__ASSIGNED TASK__. These entries must be printed again exactly as they are.
(Beginning of ENTRIES PROVIDED)
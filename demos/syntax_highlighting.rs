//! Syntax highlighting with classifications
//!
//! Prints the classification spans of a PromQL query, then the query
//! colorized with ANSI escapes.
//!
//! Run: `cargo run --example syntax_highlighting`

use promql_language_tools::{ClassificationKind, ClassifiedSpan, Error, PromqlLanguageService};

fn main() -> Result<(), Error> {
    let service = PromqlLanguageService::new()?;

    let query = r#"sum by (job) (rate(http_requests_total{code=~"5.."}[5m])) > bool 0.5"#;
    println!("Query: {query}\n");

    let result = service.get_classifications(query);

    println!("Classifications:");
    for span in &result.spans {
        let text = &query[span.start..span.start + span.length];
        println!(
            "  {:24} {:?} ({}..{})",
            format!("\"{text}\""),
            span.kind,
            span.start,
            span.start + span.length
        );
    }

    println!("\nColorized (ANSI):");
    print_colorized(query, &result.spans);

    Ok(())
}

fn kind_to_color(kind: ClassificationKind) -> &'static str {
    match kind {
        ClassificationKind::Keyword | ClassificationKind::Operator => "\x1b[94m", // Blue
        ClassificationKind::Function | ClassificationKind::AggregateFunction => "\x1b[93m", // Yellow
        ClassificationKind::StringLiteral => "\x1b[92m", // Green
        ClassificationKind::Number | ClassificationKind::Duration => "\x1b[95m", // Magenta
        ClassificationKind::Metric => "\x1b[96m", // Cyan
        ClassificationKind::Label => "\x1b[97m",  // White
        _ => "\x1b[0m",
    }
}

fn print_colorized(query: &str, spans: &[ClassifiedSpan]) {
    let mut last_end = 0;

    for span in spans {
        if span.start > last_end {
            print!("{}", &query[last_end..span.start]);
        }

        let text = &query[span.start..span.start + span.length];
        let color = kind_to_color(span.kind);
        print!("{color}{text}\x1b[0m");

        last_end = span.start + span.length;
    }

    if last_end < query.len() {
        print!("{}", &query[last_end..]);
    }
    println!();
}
(End of ENTRIES PROVIDED)
__THE COMPLETED TASK__.
filename demos/syntax_highlighting.rs
//! Syntax highlighting with classifications
//!
//! Prints the classification spans of a PromQL query, then the query
//! colorized with ANSI escapes.
//!
//! Run: `cargo run --example syntax_highlighting`

use promql_language_tools::{ClassificationKind, ClassifiedSpan, Error, PromqlLanguageService};

fn main() -> Result<(), Error> {
    let service = PromqlLanguageService::new()?;

    let query = r#"sum by (job) (rate(http_requests_total{code=~"5.."}[5m])) > bool 0.5"#;
    println!("Query: {query}\n");

    let result = service.get_classifications(query);

    println!("Classifications:");
    for span in &result.spans {
        let text = &query[span.start..span.start + span.length];
        println!(
            "  {:24} {:?} ({}..{})",
            format!("\"{text}\""),
            span.kind,
            span.start,
            span.start + span.length
        );
    }

    println!("\nColorized (ANSI):");
    print_colorized(query, &result.spans);

    Ok(())
}

fn kind_to_color(kind: ClassificationKind) -> &'static str {
    match kind {
        ClassificationKind::Keyword | ClassificationKind::Operator => "\x1b[94m", // Blue
        ClassificationKind::Function | ClassificationKind::AggregateFunction => "\x1b[93m", // Yellow
        ClassificationKind::StringLiteral => "\x1b[92m", // Green
        ClassificationKind::Number | ClassificationKind::Duration => "\x1b[95m", // Magenta
        ClassificationKind::Metric => "\x1b[96m", // Cyan
        ClassificationKind::Label => "\x1b[97m",  // White
        _ => "\x1b[0m",
    }
}

fn print_colorized(query: &str, spans: &[ClassifiedSpan]) {
    let mut last_end = 0;

    for span in spans {
        if span.start > last_end {
            print!("{}", &query[last_end..span.start]);
        }

        let text = &query[span.start..span.start + span.length];
        let color = kind_to_color(span.kind);
        print!("{color}{text}\x1b[0m");

        last_end = span.start + span.length;
    }

    if last_end < query.len() {
        print!("{}", &query[last_end..]);
    }
    println!();
}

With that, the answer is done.